I use red grit for my pigeons, and have actually never heard of adding charcoal. I'm sure others will be along with their opinions or thoughts about it. Red grit seems to do the job for my guys. I don't know about adding salt, as I've not heard of that, either. I would think as long as you have fresh grit for them, that should do the trick.


----------



## Lovebirds (Sep 6, 2002)

I use red grit also and mine DOES have charcoal in it, but I have no idea why??  Maybe someone will enlighten us all.  
I've always HEARD about giving them salt also, but again, have no idea what type. I've heard that when you give it to them, they can over do it and it can make them sick.
Guess we ALL need some expert advice here huh??  
Where's that George at???


----------



## Grim (Jul 28, 2007)

I read that pigeons will usually pick all the charcoal out of the grit first. Reading that made me think it is important, and it said it cleans the digestive system (absorbing toxins??). My grit looks mostly like seashells and some red/oyster shell mix.


----------



## Lovebirds (Sep 6, 2002)

Grim said:


> I read that pigeons will usually pick all the charcoal out of the grit first. Reading that made me think it is important, and it said it cleans the digestive system (absorbing toxins??). My grit looks mostly like seashells and some red/oyster shell mix.


yes, my birds do pick it out first when breeding.
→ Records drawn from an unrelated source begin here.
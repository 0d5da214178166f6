//! 256-bit hash type used for transaction hashes, check IDs and invoice IDs.

use serde::{Deserialize, Deserializer, Serialize, Serializer};
use std::fmt;

use crate::TypesError;

/// A 32-byte hash, rendered as 64 upper-case hex characters.
#[derive(Clone, Copy, PartialEq, Eq, Hash, PartialOrd, Ord)]
pub struct Hash256([u8; 32]);

impl Hash256 {
    pub const ZERO: Self = Self([0u8; 32]);

    pub fn new(bytes: [u8; 32]) -> Self {
        Self(bytes)
    }

    /// Parse 64 hex characters (either case).
    pub fn parse(raw: &str) -> Result<Self, TypesError> {
        if raw.len() != 64 {
            return Err(TypesError::InvalidHash {
                reason: format!("expected 64 hex characters, got {}", raw.len()),
            });
        }
        let mut bytes = [0u8; 32];
        hex::decode_to_slice(raw, &mut bytes).map_err(|e| TypesError::InvalidHash {
            reason: e.to_string(),
        })?;
        Ok(Self(bytes))
    }

    pub fn as_bytes(&self) -> &[u8; 32] {
        &self.0
    }

    pub fn is_zero(&self) -> bool {
        self.0 == [0u8; 32]
    }
}

impl fmt::Debug for Hash256 {
    fn fmt(&self, f: &mut fmt::Formatter<'_>) -> fmt::Result {
        write!(f, "Hash256({})", hex::encode_upper(&self.0[..4]))
    }
}

impl fmt::Display for Hash256 {
    fn fmt(&self, f: &mut fmt::Formatter<'_>) -> fmt::Result {
        write!(f, "{}", hex::encode_upper(self.0))
    }
}

impl std::str::FromStr for Hash256 {
    type Err = TypesError;

    fn from_str(s: &str) -> Result<Self, Self::Err> {
        Self::parse(s)
    }
}

impl Serialize for Hash256 {
    fn serialize<S: Serializer>(&self, serializer: S) -> Result<S::Ok, S::Error> {
        serializer.serialize_str(&self.to_string())
    }
}

impl<'de> Deserialize<'de> for Hash256 {
    fn deserialize<D: Deserializer<'de>>(deserializer: D) -> Result<Self, D::Error> {
        let raw = String::deserialize(deserializer)?;
        Self::parse(&raw).map_err(serde::de::Error::custom)
    }
}
//! Scalar value types for the ledger transaction model.
//!
//! Everything a transaction field can hold that is richer than a bare integer
//! lives here: classic account addresses, native/issued amounts, 256-bit
//! hashes and ledger-epoch timestamps.

pub mod address;
pub mod amount;
pub mod error;
pub mod hash;
pub mod time;

pub use address::AccountAddress;
pub use amount::{format_drops, Amount, IssuedAmount};
pub use error::TypesError;
pub use hash::Hash256;
pub use time::RippleTime;
// SecureBank - Core Library
// In-memory accounts, login sessions and the menu loops, usable from the CLI
// binary and from tests

pub mod atm;
pub mod config;
pub mod entities;
pub mod error;
pub mod menu;
pub mod money;
pub mod prompt;
pub mod session;

// Re-export commonly used types
pub use atm::{Atm, Flow};
pub use config::{Args, Config};
pub use entities::{Account, AccountId, AccountRegistry, DuplicatePolicy};
pub use error::{BankError, Result};
pub use menu::{MainMenuChoice, TransactionChoice};
pub use money::{format_amount, parse_amount};
pub use prompt::{LinePrompter, Prompter, TerminalPrompter};
pub use session::{login, Session};

/// Library version
pub const VERSION: &str = env!("CARGO_PKG_VERSION");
I just never "wondered" why it was there..........it just "was"...........


----------



## k-will (Dec 15, 2007)

i have never used grit that didnt have charcoal in it.the birds gobble it up,so it has to have something they need.i have heard many theories on this-i know the birds think they need it.good enough for me.there used to be a product that jedds sold that could be added to the grit that added a lot of minerals the birds need,but i cant remember the name.


----------



## MaryOfExeter (Sep 30, 2007)

We also use red grit...which we're out of at the moment, so the closest thing we can get without using good bit of gas to get there, is regular granite chicken grit 

Charcoal is really good for them and is recomended in the grit for pigeons and doves. I have read that it is bad for birds (something about effecting the absorbtion of vitamins/minerals) but everything I've read saying it was bad, was on exotic/caged bird sites. Pigeon sites however, say to definately use them.

I'm not really sure why it is good for them though, all I know is that it must be since they love it AND it's in almost all the pigeon grits (unless of course you get certain single things to mix your own).


----------



## MaryOfExeter (Sep 30, 2007)

k-will said:


> i have never used grit that didnt have charcoal in it.the birds gobble it up,so it has to have something they need.i have heard many theories on this-i know the birds think they need it.good enough for me.*there used to be a product that jedds sold that could be added to the grit that added a lot of minerals the birds need,but i cant remember the name.*


I'm not sure what it was, since I don't go on Jedds site much, but I do know one thing that you can put on the grit or put in a separate bowl.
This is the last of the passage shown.